SVG

Ted Gould ted at gould.cx
Sun Feb 5 01:27:28 MST 2006


On Sun, 2006-02-05 at 00:01 -0700, Joshua Zeidner wrote:
>  I caught some of your speech at the last SCALE.  Very cool stuff.  I
> didn't know you were a Phoenician( that is until D Ulhman mentioned he
> had a meeting with you ).

Thank you.  Actually, I no longer live in Phoenix, but I did for a few
years.  I still try to contribute to the PLUG lists though.  I currently
live in LA, so SCALE is now local for me :)

> I have spent some time with SVG using Apache Batik.  I have played
> with Inkscape, its a nice package.  What do you see for the future of
> SVG given Adobe's aquisition of Macromedia?  How will this change SVGs
> role in internet and desktop apps?  Do you see it as a replacement for
> Flash?  Do you see a demand for commercial apps based in SVG?  What is
> the current state of SVG for Mozilla? 

Well, from the perspective of the Adobe-Macromedia merger, I don't know
what state SVG is in there.  Adobe has said that they'll continue to
support it, but that could change.  Macromedia did support SVG-Tiny in
their mobile player, but authoring tools are the real question.  I heard
that the SVG output in Illustrator CS2 was much improved, so someone is
getting time to work on it.

SVG overall is gaining a lot of momentum.  SVG is now in Firefox,
Seamonkey, Opera, Safari (beta currently) and there is still the Adobe
plugin.  It seems the only browser not supporting SVG natively is IE.
And most IE users seem to have the Adobe plugin.

On the Linux desktop, it seems like everything in SVG now.  Almost all
of the graphics in applications like GNOME-Games are SVG.  Icons are
being converted everyplace.  With toolkits like GTK+ converting over to
using Cairo natively, the vectored desktop is coming, and vector icons
are required for that conversion.

I think one of the biggest things that will effect SVG over time is
AJAX.  I know of one guy who's company is replacing their native
application with an AJAX based in browser application.  Because SVG is
XML based, and with cool things like PostGIS, you can get SVG fragments
and update the DOM on the fly for really sophisticated applications.
Today whether your application is web based or native seems to be more
of a business decision than a technical one.

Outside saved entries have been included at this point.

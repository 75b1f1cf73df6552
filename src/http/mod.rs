//! HTTP protocol handling subsystem.
//!
//! # Data Flow
//! ```text
//! TCP/TLS connection
//!     → server.rs (Axum setup, request ID, tracing, timeout)
//!     → routing::Router (classify the request)
//!     → preflight / health     → response.rs
//!     → *.json                 → assets.rs
//!     → ?url=                  → proxy::ProxyDispatcher
//!     → ?format=               → format.rs (sources + encoding)
//!     → anything else          → docs.rs
//! ```

pub mod assets;
pub mod docs;
pub mod format;
pub mod request;
pub mod response;
pub mod server;

pub use request::{OriginPolicy, RequestIdExt, X_REQUEST_ID};
pub use server::{AppState, HttpServer, ServerError};
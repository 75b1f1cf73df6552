//! Configuration management subsystem.
//!
//! # Data Flow
//! ```text
//! config file (TOML)
//!     → loader.rs (parse & deserialize)
//!     → validation.rs (semantic checks)
//!     → RelayConfig (validated, immutable)
//!     → shared via Arc to all subsystems
//! ```
//!
//! # Design Decisions
//! - Config is immutable once loaded; no hot reload
//! - All fields have defaults to allow minimal configs
//! - Validation separates syntactic (serde) from semantic checks

pub mod loader;
pub mod schema;
pub mod validation;

pub use loader::{load_config, ConfigError};
pub use schema::{
    ListenerConfig, LogFormat, ObservabilityConfig, RelayConfig, SecurityConfig, ServerConfig,
    SourceEntry, SourcesConfig, TimeoutConfig, TlsConfig,
};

As a replacement for Flash, while SVG supports it, I haven't seen anyone
doing typical Flash type animations with SVG.  I'm not sure why this is,
but I just haven't seen it.  This may be caused by the need for the next
level of authoring tools to become available.  I have heard that there
are tons of SVG cell phone games in Japan though -- I haven't seen any.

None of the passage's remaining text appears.